- Opening Delimiter -

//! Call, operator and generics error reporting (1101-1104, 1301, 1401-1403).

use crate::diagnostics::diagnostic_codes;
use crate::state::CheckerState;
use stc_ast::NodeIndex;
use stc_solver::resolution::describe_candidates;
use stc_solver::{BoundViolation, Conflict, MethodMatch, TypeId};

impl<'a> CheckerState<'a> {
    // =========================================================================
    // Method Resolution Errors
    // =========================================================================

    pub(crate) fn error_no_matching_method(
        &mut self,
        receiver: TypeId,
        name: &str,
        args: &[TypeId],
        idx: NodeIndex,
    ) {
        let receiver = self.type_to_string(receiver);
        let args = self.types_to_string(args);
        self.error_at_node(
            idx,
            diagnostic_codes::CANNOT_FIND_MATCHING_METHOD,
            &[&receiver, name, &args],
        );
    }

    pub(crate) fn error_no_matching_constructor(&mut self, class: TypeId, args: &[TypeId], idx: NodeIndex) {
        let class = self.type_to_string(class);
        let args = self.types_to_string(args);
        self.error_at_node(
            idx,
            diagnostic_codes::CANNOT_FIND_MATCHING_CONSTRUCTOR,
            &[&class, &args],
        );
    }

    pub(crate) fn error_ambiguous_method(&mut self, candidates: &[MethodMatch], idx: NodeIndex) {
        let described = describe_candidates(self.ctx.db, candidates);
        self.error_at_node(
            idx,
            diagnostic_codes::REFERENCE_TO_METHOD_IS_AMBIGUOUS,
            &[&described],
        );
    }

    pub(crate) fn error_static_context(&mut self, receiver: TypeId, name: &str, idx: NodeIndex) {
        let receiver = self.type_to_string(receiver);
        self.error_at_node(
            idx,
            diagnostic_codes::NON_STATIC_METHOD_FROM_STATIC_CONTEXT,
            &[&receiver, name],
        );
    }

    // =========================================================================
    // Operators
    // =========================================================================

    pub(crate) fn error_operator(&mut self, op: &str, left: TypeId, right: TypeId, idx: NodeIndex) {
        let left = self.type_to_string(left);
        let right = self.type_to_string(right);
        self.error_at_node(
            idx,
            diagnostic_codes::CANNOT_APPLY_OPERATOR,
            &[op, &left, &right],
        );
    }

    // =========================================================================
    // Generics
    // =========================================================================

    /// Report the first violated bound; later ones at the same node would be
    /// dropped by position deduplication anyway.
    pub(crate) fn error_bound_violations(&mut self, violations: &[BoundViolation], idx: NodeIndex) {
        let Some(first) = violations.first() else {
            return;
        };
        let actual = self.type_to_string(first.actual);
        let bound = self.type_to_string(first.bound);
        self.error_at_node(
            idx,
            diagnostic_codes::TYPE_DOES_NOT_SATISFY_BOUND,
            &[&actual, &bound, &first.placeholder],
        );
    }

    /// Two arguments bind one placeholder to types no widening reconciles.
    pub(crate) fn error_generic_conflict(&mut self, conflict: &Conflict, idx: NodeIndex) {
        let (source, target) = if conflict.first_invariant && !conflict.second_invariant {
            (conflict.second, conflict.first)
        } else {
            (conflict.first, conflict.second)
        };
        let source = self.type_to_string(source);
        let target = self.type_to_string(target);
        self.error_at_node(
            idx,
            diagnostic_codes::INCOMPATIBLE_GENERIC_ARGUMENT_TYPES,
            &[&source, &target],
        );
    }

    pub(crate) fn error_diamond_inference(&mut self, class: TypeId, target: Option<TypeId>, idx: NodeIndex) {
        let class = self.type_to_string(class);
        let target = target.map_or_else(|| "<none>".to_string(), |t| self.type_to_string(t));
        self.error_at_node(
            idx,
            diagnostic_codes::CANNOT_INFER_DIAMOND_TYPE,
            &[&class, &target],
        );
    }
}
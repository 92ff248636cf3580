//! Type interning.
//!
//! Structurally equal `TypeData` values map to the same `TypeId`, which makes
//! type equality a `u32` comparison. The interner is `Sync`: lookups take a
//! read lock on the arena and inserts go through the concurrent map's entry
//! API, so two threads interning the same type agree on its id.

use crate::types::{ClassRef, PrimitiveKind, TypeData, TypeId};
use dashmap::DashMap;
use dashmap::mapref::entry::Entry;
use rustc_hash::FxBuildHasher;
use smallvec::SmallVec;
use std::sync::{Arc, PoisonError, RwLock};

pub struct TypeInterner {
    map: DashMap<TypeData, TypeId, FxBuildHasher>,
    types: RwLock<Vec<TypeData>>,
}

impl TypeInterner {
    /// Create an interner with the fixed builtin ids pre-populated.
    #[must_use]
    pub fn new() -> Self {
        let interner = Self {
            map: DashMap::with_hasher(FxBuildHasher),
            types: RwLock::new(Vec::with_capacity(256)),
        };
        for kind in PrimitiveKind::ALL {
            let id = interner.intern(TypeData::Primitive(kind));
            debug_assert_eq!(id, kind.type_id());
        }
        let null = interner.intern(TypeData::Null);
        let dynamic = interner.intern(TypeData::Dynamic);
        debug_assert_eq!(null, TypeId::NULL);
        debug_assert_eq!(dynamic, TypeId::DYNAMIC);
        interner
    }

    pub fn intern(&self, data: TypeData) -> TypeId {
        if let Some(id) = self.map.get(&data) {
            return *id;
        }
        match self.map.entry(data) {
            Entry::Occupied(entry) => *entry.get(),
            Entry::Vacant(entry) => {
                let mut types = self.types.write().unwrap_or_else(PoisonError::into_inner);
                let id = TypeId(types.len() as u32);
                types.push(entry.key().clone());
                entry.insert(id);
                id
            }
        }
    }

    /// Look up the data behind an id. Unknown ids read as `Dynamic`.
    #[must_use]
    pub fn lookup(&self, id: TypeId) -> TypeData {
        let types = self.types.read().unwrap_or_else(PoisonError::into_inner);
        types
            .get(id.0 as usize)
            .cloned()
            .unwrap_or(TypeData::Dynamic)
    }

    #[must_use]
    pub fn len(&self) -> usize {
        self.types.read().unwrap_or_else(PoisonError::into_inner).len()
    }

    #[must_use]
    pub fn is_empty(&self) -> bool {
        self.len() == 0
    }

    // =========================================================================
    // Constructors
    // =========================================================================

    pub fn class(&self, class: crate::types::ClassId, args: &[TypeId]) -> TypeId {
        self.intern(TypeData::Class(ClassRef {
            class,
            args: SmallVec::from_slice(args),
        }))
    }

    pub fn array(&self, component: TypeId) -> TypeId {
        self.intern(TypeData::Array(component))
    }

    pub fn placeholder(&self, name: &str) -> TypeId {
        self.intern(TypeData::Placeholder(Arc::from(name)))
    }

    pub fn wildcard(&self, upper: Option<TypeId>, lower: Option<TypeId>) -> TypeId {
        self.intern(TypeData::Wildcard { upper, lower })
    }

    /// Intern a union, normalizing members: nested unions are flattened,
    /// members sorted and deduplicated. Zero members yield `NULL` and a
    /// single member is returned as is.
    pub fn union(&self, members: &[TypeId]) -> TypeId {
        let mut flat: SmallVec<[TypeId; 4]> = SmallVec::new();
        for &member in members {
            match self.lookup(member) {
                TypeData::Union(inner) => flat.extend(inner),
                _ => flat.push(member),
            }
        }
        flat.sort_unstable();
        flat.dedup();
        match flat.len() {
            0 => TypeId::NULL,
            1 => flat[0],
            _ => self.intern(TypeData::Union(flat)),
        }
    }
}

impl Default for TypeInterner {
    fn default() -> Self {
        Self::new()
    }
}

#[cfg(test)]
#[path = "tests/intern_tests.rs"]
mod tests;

- Closing Delimiter -

### ABOUT THIS TASK:
Where the string "described" occurs in a line of the material above, copy the whole line.

### ANSWER TO THIS TASK:
        let described = describe_candidates(self.ctx.db, candidates);
            &[&described],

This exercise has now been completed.